Of equal importance, though, is an investigation of the ultimate question, namely why (in a Darwinian sense) would cultural traits evolve to be different around the globe. In other words, rather than pitting culture against biology, behavioral ecologists and other evolutionary-minded scholars recognize that many cultural differences are adaptive responses to local environments. Cultural expressions do not exist as a counterpoint to biology; rather, they are adaptive solutions to biological challenges.

What might explain why cultures A, B, and C become individualist societies while cultures X, Y, and Z become collectivist? Corey Fincher et al. (2008) offered an intriguing answer to this question. They examined the global distribution of I-C scores and correlated these to the pathogenic prevalence within the local niches.

Specifically, cultures stemming from environments with greater pathogenic load were more collectivist while those with lesser pathogenic prevalence were individualist. Fincher et al. (p. 1283) conclude: “These findings are consistent with the conjecture that, while individualism may confer certain kinds of benefits upon individuals and the societies they create, the behaviours that define individualism may also enhance the likelihood of pathogen transmission, and thus may be functionally maladaptive under conditions in which pathogens are highly prevalent. By contrast, the behaviours that define collectivism may function in the service of antipathogen defence, and thus be especially adaptive under conditions of high pathogen prevalence.”

(Of note, I have an ongoing project wherein I examine how pathogenic density affects a broad range of consumer-related phenomena.)

Applying the latter logic to the current COVID-19 crisis, strategies to combat the spread of the virus might be easier to implement in collectivist societies given the greater penchant of individuals within such cultures to follow rules, edicts, and norms. That China was able to contain the spread of the disease within its borders speaks not only to its collectivist nature but also to its authoritarian government, which has greater degrees of freedom in squashing the individual choices of its populace.

However, if one examines the South Korean response, it might have been successful in part because it too is a collectivist society. On the other hand, the piecemeal mitigation measures that have been implemented across the West might be a reflection of the ethos of individualism, which in this case might result in catastrophic downstream effects.

My good friend and evolutionary biologist David Sloan Wilson has long argued that religion is an adaptation at the cultural (group) level (see his 2002 book Darwin's Cathedral: Evolution, Religion, and the Nature of Society). Specifically, to the extent that religious groups promote greater cohesion, communality, and cooperation within its in-group members, it engenders a survival advantage.
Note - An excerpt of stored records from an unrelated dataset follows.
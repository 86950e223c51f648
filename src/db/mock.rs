//! Mock database clients for testing.
//!
//! Provides an in-memory implementation with canned schema and rows, plus a
//! cursor probe so tests can verify that every execution path releases its
//! cursor, success or failure.

#![allow(dead_code)] // Exercised by tests and the library surface

use super::{DatabaseClient, ResultRecord, ResultSet, SchemaDescription, Value};
use crate::error::{AskError, Result};
use async_trait::async_trait;
use std::sync::atomic::{AtomicUsize, Ordering};
use std::sync::{Arc, Mutex};
use std::time::Duration;

/// Shared counter tracking cursor acquisition and release.
///
/// `open()` must return to zero after every operation; `acquired()` counts
/// lifetime acquisitions so tests can assert the probe was exercised.
#[derive(Debug, Clone, Default)]
pub struct CursorProbe {
    open: Arc<AtomicUsize>,
    acquired: Arc<AtomicUsize>,
}

impl CursorProbe {
    /// Number of cursors currently open.
    pub fn open(&self) -> usize {
        self.open.load(Ordering::SeqCst)
    }

    /// Number of cursors opened over the probe's lifetime.
    pub fn acquired(&self) -> usize {
        self.acquired.load(Ordering::SeqCst)
    }

    fn acquire(&self) -> CursorGuard {
        self.open.fetch_add(1, Ordering::SeqCst);
        self.acquired.fetch_add(1, Ordering::SeqCst);
        CursorGuard {
            open: Arc::clone(&self.open),
        }
    }
}

/// Guard released when the cursor goes out of scope, on any exit path.
struct CursorGuard {
    open: Arc<AtomicUsize>,
}

impl Drop for CursorGuard {
    fn drop(&mut self) {
        self.open.fetch_sub(1, Ordering::SeqCst);
    }
}

/// Shared log of executed statements, cloneable into tests.
#[derive(Debug, Clone, Default)]
pub struct StatementLog {
    statements: Arc<Mutex<Vec<String>>>,
}

impl StatementLog {
    fn record(&self, sql: &str) {
        self.statements.lock().unwrap().push(sql.to_string());
    }

    /// Returns the most recently executed statement.
    pub fn last(&self) -> Option<String> {
        self.statements.lock().unwrap().last().cloned()
    }

    /// Returns all executed statements in order.
    pub fn all(&self) -> Vec<String> {
        self.statements.lock().unwrap().clone()
    }
}

/// A mock database client that returns predefined results.
#[derive(Debug, Default)]
pub struct MockDatabaseClient {
    schema: SchemaDescription,
    columns: Vec<String>,
    rows: Vec<Vec<Value>>,
    execution_error: Option<String>,
    schema_error: Option<String>,
    probe: CursorProbe,
    log: StatementLog,
}

impl MockDatabaseClient {
    /// Creates a new mock client with an empty schema and no rows.
    pub fn new() -> Self {
        Self::default()
    }

    /// Sets the schema returned by introspection.
    pub fn with_schema(mut self, schema: SchemaDescription) -> Self {
        self.schema = schema;
        self
    }

    /// Sets the columns and rows returned by every execution.
    pub fn with_result(mut self, columns: Vec<&str>, rows: Vec<Vec<Value>>) -> Self {
        self.columns = columns.into_iter().map(String::from).collect();
        self.rows = rows;
        self
    }

    /// Makes every execution fail with the given message.
    pub fn with_execution_error(mut self, msg: impl Into<String>) -> Self {
        self.execution_error = Some(msg.into());
        self
    }

    /// Makes every schema read fail with the given message.
    pub fn with_schema_error(mut self, msg: impl Into<String>) -> Self {
        self.schema_error = Some(msg.into());
        self
    }

    /// Returns a handle to the cursor probe.
    pub fn cursor_probe(&self) -> CursorProbe {
        self.probe.clone()
    }

    /// Returns a handle to the statement log.
    pub fn statement_log(&self) -> StatementLog {
        self.log.clone()
    }
}

#[async_trait]
impl DatabaseClient for MockDatabaseClient {
    async fn describe_schema(&self) -> Result<SchemaDescription> {
        let _cursor = self.probe.acquire();

        if let Some(msg) = &self.schema_error {
            return Err(AskError::schema_read(msg.clone()));
        }

        Ok(self.schema.clone())
    }

    async fn execute_query(&self, sql: &str) -> Result<ResultSet> {
        let _cursor = self.probe.acquire();
        self.log.record(sql);

        if let Some(msg) = &self.execution_error {
            return Err(AskError::execution(msg.clone()));
        }

        let records = self
            .rows
            .iter()
            .map(|row| ResultRecord::from_row(&self.columns, row.clone()))
            .collect();

        Ok(ResultSet::from_records(records).with_execution_time(Duration::from_millis(1)))
    }

    async fn close(&self) -> Result<()> {
        Ok(())
    }
}

/// A database client whose every operation fails.
///
/// Used to test error propagation when the connection is lost mid-session.
#[derive(Debug, Default)]
pub struct FailingDatabaseClient {
    probe: CursorProbe,
}

impl FailingDatabaseClient {
    /// Creates a new failing client.
    pub fn new() -> Self {
        Self::default()
    }

    /// Returns a handle to the cursor probe.
    pub fn cursor_probe(&self) -> CursorProbe {
        self.probe.clone()
    }
}

#[async_trait]
impl DatabaseClient for FailingDatabaseClient {
    async fn describe_schema(&self) -> Result<SchemaDescription> {
        let _cursor = self.probe.acquire();
        Err(AskError::schema_read("catalog read failed"))
    }

    async fn execute_query(&self, _sql: &str) -> Result<ResultSet> {
        let _cursor = self.probe.acquire();
        Err(AskError::execution("statement execution failed"))
    }

    async fn close(&self) -> Result<()> {
        Ok(())
    }
}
That said, evolution can be applied to the study of religion at a more granular level. Specifically, religious edicts might yield a survival advantage to individuals who adhere to the edicts in question.

In my 2011 book, The Consuming Instinct: What Juicy Burgers, Ferraris, Pornography, and Gift Giving Reveal about Human Nature (pp. 47-48), I offer a biological-based explanation of a Kosher prohibition against eating shellfish. In his 2013 book The Paleo Manifesto: Ancient Wisdom for Lifelong Health, John Durant posits that 15 to 20% of the 613 Mitzot (commandments) address prescriptions for personal hygiene and public health. The ancient Jews might not have explicitly known about germ theory but they certainly seemed to have a good handle on how to behaviorally inoculate themselves from dangerous pathogens.

Many of these religious edicts are perfectly applicable to the current COVID-19 scourge, albeit some contemporary individuals are violating the instruction for social distancing via their desire to engage in collective prayer.